> [WORK REQUEST]: Two lines in the data below mark the range: the one with "ranked.sort_by(|a, b| b.1.total_cmp(&a.1));" and the one with "tokens.push(token);". Return both, along with every line between them, exactly.

> [SOURCE INFORMATION]:
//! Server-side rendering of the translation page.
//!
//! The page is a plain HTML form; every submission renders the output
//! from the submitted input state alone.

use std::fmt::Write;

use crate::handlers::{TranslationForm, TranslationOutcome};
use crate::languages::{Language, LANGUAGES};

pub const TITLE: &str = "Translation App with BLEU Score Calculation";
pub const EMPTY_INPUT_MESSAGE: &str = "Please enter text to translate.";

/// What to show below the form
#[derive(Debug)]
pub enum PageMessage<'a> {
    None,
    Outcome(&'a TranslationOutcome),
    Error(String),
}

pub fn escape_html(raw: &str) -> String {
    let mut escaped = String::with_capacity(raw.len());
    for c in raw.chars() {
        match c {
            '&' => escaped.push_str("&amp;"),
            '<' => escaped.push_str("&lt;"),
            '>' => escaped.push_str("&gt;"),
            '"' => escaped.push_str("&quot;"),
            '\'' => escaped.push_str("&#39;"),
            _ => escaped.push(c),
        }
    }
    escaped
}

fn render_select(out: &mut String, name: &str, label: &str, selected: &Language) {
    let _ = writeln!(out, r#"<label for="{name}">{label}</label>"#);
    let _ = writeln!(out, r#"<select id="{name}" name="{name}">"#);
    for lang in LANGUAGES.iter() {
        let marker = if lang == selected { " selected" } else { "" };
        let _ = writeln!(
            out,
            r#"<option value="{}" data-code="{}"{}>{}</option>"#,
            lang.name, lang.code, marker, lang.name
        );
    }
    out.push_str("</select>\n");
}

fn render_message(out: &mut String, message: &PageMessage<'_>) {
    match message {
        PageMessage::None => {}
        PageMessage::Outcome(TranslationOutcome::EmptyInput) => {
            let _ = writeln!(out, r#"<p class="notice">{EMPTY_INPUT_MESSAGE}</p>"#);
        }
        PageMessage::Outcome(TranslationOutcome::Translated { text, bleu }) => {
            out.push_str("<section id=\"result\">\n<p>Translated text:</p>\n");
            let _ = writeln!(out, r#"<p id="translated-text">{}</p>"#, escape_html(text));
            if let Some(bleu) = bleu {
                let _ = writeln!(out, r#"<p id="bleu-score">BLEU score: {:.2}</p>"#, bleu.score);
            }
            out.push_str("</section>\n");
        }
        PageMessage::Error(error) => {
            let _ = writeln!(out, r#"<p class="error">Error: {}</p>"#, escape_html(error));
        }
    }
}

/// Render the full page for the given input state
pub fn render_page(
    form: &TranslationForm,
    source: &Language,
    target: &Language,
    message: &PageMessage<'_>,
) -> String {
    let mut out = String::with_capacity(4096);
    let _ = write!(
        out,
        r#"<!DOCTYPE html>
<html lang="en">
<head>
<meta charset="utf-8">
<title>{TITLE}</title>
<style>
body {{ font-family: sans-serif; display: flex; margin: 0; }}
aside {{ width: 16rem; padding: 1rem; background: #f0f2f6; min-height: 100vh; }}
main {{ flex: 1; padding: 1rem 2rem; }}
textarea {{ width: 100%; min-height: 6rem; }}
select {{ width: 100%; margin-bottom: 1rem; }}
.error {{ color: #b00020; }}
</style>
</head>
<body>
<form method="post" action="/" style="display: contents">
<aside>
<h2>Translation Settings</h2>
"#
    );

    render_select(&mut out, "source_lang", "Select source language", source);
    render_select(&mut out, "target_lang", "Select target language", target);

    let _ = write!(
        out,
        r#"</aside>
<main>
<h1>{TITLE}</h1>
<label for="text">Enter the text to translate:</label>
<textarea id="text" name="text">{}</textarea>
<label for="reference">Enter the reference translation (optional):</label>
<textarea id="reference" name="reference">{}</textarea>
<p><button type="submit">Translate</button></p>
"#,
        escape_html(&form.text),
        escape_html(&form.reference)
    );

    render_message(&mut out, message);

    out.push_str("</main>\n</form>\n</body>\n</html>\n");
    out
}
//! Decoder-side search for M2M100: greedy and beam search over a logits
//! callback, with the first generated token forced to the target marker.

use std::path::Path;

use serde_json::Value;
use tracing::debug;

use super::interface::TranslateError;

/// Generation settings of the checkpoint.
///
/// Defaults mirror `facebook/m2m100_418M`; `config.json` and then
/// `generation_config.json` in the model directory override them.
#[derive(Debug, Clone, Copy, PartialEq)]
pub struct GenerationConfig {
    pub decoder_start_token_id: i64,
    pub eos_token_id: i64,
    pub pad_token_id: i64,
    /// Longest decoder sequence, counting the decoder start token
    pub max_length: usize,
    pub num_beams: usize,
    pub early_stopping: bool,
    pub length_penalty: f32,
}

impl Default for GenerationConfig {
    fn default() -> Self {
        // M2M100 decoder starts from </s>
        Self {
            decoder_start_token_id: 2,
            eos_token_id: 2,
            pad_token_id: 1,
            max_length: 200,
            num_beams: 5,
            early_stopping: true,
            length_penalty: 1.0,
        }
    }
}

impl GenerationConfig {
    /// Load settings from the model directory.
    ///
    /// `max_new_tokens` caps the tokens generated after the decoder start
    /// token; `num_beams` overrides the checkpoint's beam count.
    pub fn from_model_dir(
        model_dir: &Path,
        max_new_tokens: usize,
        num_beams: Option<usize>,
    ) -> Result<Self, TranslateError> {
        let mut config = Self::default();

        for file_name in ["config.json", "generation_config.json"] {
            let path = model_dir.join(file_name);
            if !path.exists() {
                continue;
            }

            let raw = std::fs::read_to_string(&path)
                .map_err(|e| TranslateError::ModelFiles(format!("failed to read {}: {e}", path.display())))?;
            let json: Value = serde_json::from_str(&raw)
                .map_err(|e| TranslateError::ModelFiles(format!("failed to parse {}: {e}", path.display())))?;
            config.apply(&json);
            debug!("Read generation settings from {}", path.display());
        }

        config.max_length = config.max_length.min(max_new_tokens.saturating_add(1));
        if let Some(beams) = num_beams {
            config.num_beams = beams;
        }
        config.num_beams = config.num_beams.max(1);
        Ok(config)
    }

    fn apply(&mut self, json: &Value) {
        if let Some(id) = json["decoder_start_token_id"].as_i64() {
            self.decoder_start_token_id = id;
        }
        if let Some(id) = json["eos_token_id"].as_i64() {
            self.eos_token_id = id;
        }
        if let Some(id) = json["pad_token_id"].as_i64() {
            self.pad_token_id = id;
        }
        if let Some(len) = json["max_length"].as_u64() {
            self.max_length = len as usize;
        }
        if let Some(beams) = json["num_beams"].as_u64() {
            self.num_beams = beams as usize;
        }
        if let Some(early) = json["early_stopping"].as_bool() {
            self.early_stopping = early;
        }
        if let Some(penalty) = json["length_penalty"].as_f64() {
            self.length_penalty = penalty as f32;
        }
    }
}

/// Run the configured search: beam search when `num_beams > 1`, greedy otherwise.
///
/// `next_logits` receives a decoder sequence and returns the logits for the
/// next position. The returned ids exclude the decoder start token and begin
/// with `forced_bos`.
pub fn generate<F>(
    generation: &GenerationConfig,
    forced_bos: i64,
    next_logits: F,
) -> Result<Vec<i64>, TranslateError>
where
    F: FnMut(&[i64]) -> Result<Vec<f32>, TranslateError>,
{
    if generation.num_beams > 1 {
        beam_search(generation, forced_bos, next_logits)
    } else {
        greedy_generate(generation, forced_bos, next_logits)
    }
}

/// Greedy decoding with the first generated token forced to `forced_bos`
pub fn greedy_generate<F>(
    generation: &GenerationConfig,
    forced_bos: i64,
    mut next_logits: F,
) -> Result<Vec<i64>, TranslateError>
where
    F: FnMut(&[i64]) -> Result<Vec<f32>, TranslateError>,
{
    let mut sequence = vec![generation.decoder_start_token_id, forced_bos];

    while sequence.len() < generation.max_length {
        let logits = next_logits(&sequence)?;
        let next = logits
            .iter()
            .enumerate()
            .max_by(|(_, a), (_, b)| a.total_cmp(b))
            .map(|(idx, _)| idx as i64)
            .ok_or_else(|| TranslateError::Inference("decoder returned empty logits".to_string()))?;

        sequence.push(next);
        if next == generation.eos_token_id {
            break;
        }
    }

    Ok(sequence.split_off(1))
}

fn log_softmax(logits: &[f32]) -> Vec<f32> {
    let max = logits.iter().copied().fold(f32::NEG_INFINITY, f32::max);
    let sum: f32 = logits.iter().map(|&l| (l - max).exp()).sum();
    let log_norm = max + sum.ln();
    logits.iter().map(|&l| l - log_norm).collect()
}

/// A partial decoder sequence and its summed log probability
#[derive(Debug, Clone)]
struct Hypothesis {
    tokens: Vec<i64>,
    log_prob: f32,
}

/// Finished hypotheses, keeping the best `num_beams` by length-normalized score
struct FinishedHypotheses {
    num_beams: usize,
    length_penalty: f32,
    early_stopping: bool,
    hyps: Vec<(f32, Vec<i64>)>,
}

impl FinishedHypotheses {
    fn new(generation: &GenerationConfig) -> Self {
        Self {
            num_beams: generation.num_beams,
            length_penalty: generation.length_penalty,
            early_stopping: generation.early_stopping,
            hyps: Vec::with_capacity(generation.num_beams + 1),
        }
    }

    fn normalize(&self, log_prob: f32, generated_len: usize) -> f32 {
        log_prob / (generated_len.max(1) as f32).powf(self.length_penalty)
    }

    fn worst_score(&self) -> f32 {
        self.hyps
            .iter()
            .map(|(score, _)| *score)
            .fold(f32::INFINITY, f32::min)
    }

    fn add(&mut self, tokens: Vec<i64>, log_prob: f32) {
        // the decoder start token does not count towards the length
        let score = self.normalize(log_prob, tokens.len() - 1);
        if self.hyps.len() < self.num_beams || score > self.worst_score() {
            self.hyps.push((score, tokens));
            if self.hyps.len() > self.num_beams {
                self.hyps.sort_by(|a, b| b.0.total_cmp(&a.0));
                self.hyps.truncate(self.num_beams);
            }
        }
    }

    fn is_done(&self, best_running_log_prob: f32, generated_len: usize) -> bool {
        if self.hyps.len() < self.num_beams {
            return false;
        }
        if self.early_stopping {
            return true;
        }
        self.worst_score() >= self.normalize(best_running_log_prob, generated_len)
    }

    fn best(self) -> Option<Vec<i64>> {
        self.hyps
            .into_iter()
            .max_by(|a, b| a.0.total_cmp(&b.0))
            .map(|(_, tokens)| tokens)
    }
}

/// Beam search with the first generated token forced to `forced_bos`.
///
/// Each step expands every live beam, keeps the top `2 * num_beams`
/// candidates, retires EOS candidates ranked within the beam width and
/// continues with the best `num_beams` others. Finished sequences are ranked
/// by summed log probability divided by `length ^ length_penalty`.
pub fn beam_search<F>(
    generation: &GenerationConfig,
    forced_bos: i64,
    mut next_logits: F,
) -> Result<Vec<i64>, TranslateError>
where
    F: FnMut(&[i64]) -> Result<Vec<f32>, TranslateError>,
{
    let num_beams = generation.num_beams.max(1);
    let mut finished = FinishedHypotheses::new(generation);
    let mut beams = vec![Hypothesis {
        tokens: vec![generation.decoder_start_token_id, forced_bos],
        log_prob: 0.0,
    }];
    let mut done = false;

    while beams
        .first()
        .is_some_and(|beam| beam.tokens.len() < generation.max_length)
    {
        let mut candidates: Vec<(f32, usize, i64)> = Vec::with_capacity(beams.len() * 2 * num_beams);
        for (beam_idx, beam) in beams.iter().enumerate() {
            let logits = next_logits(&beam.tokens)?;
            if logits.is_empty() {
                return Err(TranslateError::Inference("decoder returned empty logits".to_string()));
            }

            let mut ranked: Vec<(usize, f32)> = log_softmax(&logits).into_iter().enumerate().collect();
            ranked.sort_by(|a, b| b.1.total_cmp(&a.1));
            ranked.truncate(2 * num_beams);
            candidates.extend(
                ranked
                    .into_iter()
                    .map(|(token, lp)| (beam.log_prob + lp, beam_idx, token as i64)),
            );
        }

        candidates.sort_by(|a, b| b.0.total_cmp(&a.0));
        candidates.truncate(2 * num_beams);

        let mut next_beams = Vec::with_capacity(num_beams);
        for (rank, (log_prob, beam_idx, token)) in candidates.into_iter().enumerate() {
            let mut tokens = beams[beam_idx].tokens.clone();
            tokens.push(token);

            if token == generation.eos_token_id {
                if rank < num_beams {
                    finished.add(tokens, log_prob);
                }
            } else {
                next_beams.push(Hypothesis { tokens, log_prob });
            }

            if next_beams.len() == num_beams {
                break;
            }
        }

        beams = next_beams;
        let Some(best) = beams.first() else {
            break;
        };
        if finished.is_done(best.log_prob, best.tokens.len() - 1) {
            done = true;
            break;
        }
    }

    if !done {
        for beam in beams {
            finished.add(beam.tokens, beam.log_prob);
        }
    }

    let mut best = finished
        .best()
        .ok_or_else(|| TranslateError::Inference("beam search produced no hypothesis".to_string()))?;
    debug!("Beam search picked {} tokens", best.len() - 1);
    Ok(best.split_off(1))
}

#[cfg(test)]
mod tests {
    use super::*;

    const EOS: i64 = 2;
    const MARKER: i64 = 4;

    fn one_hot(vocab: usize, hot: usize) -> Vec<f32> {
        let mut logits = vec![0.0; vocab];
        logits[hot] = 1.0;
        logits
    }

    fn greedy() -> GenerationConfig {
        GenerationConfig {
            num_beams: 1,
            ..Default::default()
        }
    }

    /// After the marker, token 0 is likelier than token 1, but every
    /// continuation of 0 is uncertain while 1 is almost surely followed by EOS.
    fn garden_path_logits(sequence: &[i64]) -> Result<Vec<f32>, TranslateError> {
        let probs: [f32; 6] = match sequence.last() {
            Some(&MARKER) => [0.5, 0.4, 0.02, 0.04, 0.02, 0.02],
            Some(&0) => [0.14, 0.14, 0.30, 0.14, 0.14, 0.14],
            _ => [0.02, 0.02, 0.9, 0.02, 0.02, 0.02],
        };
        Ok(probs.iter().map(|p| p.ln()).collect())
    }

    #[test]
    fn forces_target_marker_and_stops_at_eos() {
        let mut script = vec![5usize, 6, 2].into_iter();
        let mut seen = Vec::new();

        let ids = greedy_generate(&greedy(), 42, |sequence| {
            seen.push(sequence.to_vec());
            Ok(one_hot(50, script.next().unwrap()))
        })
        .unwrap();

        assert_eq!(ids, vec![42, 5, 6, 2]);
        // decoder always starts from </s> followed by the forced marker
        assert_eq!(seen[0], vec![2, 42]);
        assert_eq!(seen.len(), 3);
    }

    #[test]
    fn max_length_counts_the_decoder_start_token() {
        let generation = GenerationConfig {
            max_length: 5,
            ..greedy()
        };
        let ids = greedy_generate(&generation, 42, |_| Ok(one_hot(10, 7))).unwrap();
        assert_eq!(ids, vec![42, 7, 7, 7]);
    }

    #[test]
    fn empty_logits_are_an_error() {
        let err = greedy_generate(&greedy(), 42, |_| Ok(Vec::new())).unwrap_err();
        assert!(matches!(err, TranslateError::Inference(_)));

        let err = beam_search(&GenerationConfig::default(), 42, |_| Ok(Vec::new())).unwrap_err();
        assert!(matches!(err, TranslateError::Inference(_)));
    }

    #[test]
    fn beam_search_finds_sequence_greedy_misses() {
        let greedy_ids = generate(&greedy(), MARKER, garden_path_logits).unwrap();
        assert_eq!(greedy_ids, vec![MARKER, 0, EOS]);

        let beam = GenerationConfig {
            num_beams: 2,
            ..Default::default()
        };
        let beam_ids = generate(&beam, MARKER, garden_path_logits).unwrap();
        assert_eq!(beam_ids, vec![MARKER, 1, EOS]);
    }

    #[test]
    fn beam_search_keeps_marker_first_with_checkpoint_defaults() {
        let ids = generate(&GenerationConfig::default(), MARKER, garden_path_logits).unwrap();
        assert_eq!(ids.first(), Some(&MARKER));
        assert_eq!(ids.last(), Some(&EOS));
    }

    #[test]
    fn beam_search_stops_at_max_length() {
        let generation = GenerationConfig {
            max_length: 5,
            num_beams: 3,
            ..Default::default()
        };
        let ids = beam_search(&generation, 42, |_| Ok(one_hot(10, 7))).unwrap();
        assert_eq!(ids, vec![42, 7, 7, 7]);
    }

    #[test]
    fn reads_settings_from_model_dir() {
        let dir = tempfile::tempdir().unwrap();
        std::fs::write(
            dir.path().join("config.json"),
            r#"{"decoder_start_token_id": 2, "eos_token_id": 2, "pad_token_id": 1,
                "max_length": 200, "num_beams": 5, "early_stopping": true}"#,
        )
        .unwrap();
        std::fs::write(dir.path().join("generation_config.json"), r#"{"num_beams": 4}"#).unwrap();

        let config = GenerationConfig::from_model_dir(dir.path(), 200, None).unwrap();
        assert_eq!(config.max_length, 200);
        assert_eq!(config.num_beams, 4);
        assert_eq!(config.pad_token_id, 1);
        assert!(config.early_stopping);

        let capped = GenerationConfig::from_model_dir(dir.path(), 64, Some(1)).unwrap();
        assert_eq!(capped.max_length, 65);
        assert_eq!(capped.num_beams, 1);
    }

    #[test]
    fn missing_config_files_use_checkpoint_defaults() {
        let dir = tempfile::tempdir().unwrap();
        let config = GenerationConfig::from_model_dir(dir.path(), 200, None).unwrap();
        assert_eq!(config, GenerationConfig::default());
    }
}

> [WRITTEN SOLUTION]:
            ranked.sort_by(|a, b| b.1.total_cmp(&a.1));
            ranked.truncate(2 * num_beams);
            candidates.extend(
                ranked
                    .into_iter()
                    .map(|(token, lp)| (beam.log_prob + lp, beam_idx, token as i64)),
            );
        }

        candidates.sort_by(|a, b| b.0.total_cmp(&a.0));
        candidates.truncate(2 * num_beams);

        let mut next_beams = Vec::with_capacity(num_beams);
        for (rank, (log_prob, beam_idx, token)) in candidates.into_iter().enumerate() {
            let mut tokens = beams[beam_idx].tokens.clone();
            tokens.push(token);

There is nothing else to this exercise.